When we examine our evolutionary history, we are reminded of the fact that many of the biologic processes, which are the basis of our present physical performance, are in fact thousands of millions of years old. A treatise of the function of the cell written 1500 million years ago would still be valid today.

It is generally accepted that our Solar System was created 5 Billion years ago. The atmosphere of the planet then was devoid of Oxygen and the protective Ozone layer. The Ultra Violet rays from the Sun could reach the surface of the planet unhindered. This radiation provided the energy for photosynthesis of the non-living organic compounds from CO2, H2O and Ammonia. By a slow long drawn process and by permutations and combinations, glucose molecules, protein molecules etc. were formed.

A few protein molecules arranged themselves in a manner, which was more stable than the rest. To resist their destruction by other scavenger molecules, they built a wall around themselves and learnt to duplicate themselves. Initially the ancient organisms split water by photosynthesis and gradually released free O2 into the atmosphere. This process was a momentous one and it took millions of years to build an atmosphere where one out of every five molecule is O2.

With presence of O2 & O3 in the atmosphere the UV radiation of the sun was prevented, by and large, to reach the surface of the planet non-biologic synthesis of organic matters ceased. The 1.5 billion-year-old unicellular organisms had developed primitive energy transfer systems for their activities, which have withstood the test of time. Our cells follow the same mechanisms for all functions of the body, i.e. ATP hydrolyzed by water
-> ADP + P + Energy.

Each independent cell with the help of a very selfish gene joined hands with other cells to form bigger organisms. To maintain effective transport of nutrients & gases into the cells and metabolic wastes to be excreted outside the cells by osmosis & diffusion, they carried with themselves the same fluid environment of the primordial soup but in a bag of protective skin. The composition of interstitial fluid today is supposedly that of the oceans thousands of millions of years ago. An effective circulatory and excretory system was developed to maintain this milieu interior.
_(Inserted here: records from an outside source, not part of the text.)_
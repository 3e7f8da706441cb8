//! Subscriber setup for the `bgcompose` binary
//!
//! The library only emits `log` records and `tracing` spans; installing a
//! subscriber is left to the application.

use tracing_subscriber::{fmt, layer::SubscriberExt, util::SubscriberInitExt, EnvFilter, Registry};

/// Configuration for tracing output format
#[derive(Debug, Clone, Copy, PartialEq, Eq, Default)]
pub enum TracingFormat {
    /// Colored single-line output (default for the CLI)
    #[default]
    Console,
    /// Plain output without ANSI colors, for CI logs
    Compact,
    /// JSON structured logging
    #[cfg(feature = "tracing-json")]
    Json,
}

/// Tracing configuration builder
#[derive(Debug, Default)]
pub struct TracingConfig {
    /// Verbosity level from repeated `-v` flags
    pub verbosity: u8,
    pub format: TracingFormat,
    /// Explicit filter directive; overrides `verbosity` when set
    pub env_filter: Option<String>,
    /// Correlates all events of one CLI run
    pub session_id: Option<String>,
}

impl TracingConfig {
    #[must_use]
    pub fn new() -> Self {
        Self::default()
    }

    #[must_use]
    pub fn with_verbosity(mut self, verbosity: u8) -> Self {
        self.verbosity = verbosity;
        self
    }

    #[must_use]
    pub fn with_format(mut self, format: TracingFormat) -> Self {
        self.format = format;
        self
    }

    #[must_use]
    pub fn with_env_filter<S: Into<String>>(mut self, filter: S) -> Self {
        self.env_filter = Some(filter.into());
        self
    }

    #[must_use]
    pub fn with_session_id<S: Into<String>>(mut self, session_id: S) -> Self {
        self.session_id = Some(session_id.into());
        self
    }

    /// Filter directive for the configured verbosity
    #[must_use]
    pub fn verbosity_to_filter(&self) -> &'static str {
        match self.verbosity {
            0 => "warn",
            1 => "info",
            2 => "debug",
            _ => "trace",
        }
    }

    /// Install the global subscriber
    ///
    /// `RUST_LOG` takes precedence over both `env_filter` and `verbosity`.
    ///
    /// # Errors
    /// Fails if the filter directive is invalid or a subscriber is already installed.
    pub fn init(self) -> anyhow::Result<()> {
        let filter = match (std::env::var("RUST_LOG").ok(), &self.env_filter) {
            (Some(directive), _) => EnvFilter::try_new(directive)?,
            (None, Some(directive)) => EnvFilter::try_new(directive)?,
            (None, None) => EnvFilter::try_new(self.verbosity_to_filter())?,
        };

        let registry = Registry::default().with(filter);

        match self.format {
            TracingFormat::Console => {
                let fmt_layer = fmt::layer()
                    .with_ansi(true)
                    .with_target(false)
                    .with_writer(std::io::stderr)
                    .compact();
                registry.with(fmt_layer).try_init()?;
            },
            TracingFormat::Compact => {
                let fmt_layer = fmt::layer()
                    .with_ansi(false)
                    .with_target(false)
                    .with_writer(std::io::stderr)
                    .compact();
                registry.with(fmt_layer).try_init()?;
            },
            #[cfg(feature = "tracing-json")]
            TracingFormat::Json => {
                let fmt_layer = fmt::layer()
                    .json()
                    .with_current_span(true)
                    .with_span_list(true)
                    .with_writer(std::io::stderr);
                registry.with(fmt_layer).try_init()?;
            },
        }

        if let Some(session_id) = &self.session_id {
            tracing::debug!(session_id = %session_id, "bgcompose session started");
        }

        Ok(())
    }
}

/// Span helpers for the CLI run
pub mod spans {
    use tracing::{Level, Span};

    /// Span covering one whole CLI invocation
    pub fn session(session_id: &str, model: &str, backend: &str) -> Span {
        tracing::span!(
            Level::INFO,
            "session",
            session_id = %session_id,
            model = %model,
            backend = %backend
        )
    }

    pub fn step(name: &'static str) -> Span {
        tracing::span!(Level::INFO, "step", name = %name)
    }
}

#[cfg(test)]
mod tests {
    use super::*;

    #[test]
    fn test_verbosity_mapping() {
        assert_eq!(TracingConfig::new().verbosity_to_filter(), "warn");
        assert_eq!(TracingConfig::new().with_verbosity(1).verbosity_to_filter(), "info");
        assert_eq!(TracingConfig::new().with_verbosity(2).verbosity_to_filter(), "debug");
        assert_eq!(TracingConfig::new().with_verbosity(9).verbosity_to_filter(), "trace");
    }

    #[test]
    fn test_config_builder() {
        let config = TracingConfig::new()
            .with_verbosity(2)
            .with_format(TracingFormat::Compact)
            .with_env_filter("bgcompose=trace")
            .with_session_id("abc");

        assert_eq!(config.verbosity, 2);
        assert_eq!(config.format, TracingFormat::Compact);
        assert_eq!(config.env_filter.as_deref(), Some("bgcompose=trace"));
        assert_eq!(config.session_id.as_deref(), Some("abc"));
    }
}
We jump thru the evolutionary cycle with the appearance of modern man. From hunters to gatherers to farmers to urban dwellers, man has come a long way.

But has he? Humans are still an aggressive, selfish, manipulative species. Though the brain has evolved to double the size of its predecessors, ethical conduct still remains in doubt today with altruism a very rare phenomenon. Man is unique in forcing its will on others by aggression or manipulation.

The main task for us today is to make it possible for individuals to accomplish their work without undue fatigue, both physical and mental.

Energy Transfer System

Follows 1st law of Thermo Dynamics

Energy is neither created nor destroyed but transformed from one form to another. Chemical -> Mechanical. For work to be carried out the muscles need to contract and needs energy to do so. The energy currency here is ATP & CP. One mole of ATP hydrolyzed ADP + P - 7.3 Kcal. The above reaction is anaerobic and instant. The total quantity of ATP in the body is 80 - 100 gm. (Enough to perform at a maximum level for several seconds). But ATP has to be re-synthesized quickly for activity to progress. Another high-energy phosphate reservoir is CP.

CP C.Kenase C + P + Energy

This P ion combines with ADP -> ATP

CP yields more energy during hydrolysis than ATP and is present several times the ATP amount in the body.

Anaerobic glycolysis

But ATP is a heavy molecule and could not be stored in the cells in quantity, so had to be replenished constantly. Hence the appearance of glycolytic pathway.

As stated earlier the role of nutrients is to provide energy for the rapid re-synthesis of ATP from ADP. Glucose is utilized by the cells in a series of metabolic breakdown steps to provide the necessary energy. In the evolutionary sequence this forms a very primitive method of energy transfer and is well developed in amphibious, fish & reptiles.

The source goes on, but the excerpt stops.